TASK DETAILS: Filter out every line below that lacks "Duration", and copy the rest.

INFORMATION:
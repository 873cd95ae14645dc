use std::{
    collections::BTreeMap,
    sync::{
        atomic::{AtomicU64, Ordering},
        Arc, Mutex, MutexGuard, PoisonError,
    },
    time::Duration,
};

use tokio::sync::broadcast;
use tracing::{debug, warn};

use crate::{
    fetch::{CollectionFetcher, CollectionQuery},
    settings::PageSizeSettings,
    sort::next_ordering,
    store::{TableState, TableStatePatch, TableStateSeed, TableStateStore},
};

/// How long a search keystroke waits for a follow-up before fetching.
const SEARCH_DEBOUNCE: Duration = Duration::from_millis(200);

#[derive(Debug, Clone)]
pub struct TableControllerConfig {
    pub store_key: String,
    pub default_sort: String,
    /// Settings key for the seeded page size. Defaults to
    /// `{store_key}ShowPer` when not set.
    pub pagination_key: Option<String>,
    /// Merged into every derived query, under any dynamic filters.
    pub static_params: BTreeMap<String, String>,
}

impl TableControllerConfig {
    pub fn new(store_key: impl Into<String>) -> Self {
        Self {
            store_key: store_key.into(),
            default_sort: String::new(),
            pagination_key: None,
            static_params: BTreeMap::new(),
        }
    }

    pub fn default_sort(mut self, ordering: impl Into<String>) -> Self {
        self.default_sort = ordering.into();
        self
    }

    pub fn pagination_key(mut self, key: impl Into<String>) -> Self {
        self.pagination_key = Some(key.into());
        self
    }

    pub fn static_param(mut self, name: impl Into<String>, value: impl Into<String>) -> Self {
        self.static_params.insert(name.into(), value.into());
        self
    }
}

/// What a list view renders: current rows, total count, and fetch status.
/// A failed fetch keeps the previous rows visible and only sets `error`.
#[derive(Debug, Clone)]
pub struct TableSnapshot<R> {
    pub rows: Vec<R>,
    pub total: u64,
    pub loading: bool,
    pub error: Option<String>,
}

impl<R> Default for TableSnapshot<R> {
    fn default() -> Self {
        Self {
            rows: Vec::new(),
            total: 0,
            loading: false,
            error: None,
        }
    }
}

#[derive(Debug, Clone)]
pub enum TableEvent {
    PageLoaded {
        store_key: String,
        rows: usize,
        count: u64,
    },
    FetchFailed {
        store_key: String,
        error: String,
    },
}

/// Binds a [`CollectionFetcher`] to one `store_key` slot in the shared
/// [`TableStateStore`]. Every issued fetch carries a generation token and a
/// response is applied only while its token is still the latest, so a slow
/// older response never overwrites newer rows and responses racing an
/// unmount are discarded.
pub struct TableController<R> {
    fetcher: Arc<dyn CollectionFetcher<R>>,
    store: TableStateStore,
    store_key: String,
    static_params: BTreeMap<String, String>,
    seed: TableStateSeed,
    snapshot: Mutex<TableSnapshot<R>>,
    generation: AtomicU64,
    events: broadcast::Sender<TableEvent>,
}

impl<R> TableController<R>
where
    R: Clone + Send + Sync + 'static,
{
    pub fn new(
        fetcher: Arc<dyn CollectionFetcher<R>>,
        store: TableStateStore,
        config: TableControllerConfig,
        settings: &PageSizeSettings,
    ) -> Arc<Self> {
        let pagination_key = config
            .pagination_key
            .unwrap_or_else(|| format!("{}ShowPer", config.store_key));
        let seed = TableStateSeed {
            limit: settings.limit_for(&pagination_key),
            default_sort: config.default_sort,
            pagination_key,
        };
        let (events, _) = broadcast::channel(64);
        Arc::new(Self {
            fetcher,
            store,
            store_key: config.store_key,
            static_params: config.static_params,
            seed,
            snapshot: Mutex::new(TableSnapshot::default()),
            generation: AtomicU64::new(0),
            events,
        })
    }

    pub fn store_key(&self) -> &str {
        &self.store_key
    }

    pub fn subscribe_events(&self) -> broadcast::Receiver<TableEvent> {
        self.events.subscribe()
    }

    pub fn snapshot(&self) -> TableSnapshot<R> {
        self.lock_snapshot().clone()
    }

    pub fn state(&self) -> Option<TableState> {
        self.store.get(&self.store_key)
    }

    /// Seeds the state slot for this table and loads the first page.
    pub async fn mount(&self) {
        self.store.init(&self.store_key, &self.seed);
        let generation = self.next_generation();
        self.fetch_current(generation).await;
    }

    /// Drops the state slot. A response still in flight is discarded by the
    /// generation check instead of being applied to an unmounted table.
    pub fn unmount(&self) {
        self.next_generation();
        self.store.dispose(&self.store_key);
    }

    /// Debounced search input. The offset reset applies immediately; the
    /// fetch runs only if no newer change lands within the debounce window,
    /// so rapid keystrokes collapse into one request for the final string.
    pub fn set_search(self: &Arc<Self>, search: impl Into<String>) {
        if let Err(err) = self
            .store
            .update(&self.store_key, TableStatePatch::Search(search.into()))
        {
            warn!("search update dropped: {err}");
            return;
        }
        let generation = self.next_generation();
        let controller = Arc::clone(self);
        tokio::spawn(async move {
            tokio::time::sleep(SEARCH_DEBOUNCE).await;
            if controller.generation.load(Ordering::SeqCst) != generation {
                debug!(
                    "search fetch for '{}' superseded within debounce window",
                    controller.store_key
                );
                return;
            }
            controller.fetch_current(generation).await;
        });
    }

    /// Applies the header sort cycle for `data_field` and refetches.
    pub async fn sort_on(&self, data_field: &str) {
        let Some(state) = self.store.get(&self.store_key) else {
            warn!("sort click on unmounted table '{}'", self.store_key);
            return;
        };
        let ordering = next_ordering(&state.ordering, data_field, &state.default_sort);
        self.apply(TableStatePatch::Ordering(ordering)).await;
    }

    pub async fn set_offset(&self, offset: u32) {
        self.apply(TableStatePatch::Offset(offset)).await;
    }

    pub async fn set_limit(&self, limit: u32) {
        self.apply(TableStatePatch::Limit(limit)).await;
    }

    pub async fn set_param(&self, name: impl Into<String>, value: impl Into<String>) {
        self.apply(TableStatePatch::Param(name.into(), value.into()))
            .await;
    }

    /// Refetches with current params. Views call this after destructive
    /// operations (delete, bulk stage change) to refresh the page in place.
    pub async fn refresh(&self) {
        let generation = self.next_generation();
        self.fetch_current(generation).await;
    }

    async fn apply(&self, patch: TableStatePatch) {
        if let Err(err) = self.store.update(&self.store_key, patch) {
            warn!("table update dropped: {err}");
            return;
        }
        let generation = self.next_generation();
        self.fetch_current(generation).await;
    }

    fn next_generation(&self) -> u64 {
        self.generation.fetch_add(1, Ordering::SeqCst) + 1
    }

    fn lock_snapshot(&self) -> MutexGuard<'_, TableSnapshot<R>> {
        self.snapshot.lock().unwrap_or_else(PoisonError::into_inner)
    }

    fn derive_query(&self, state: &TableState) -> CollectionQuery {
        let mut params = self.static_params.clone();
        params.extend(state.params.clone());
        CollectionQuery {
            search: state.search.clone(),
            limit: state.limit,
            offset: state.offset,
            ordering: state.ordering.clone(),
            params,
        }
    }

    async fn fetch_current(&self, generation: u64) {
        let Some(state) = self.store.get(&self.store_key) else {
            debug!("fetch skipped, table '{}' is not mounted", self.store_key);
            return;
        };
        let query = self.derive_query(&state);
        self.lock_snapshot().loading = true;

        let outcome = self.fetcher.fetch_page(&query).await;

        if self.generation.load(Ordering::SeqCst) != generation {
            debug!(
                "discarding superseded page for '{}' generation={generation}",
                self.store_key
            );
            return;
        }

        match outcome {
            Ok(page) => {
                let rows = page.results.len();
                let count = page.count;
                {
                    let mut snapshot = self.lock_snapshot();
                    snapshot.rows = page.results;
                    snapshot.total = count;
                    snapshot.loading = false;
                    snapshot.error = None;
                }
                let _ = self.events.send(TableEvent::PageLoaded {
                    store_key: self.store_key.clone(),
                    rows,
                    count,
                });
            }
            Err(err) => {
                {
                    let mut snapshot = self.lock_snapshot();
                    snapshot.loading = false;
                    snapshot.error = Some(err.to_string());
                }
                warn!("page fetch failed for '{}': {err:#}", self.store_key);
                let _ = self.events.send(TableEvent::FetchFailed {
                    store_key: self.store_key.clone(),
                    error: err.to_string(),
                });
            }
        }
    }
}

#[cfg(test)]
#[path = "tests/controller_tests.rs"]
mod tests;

EXERCISE SOLUTION:
    time::Duration,
const SEARCH_DEBOUNCE: Duration = Duration::from_millis(200);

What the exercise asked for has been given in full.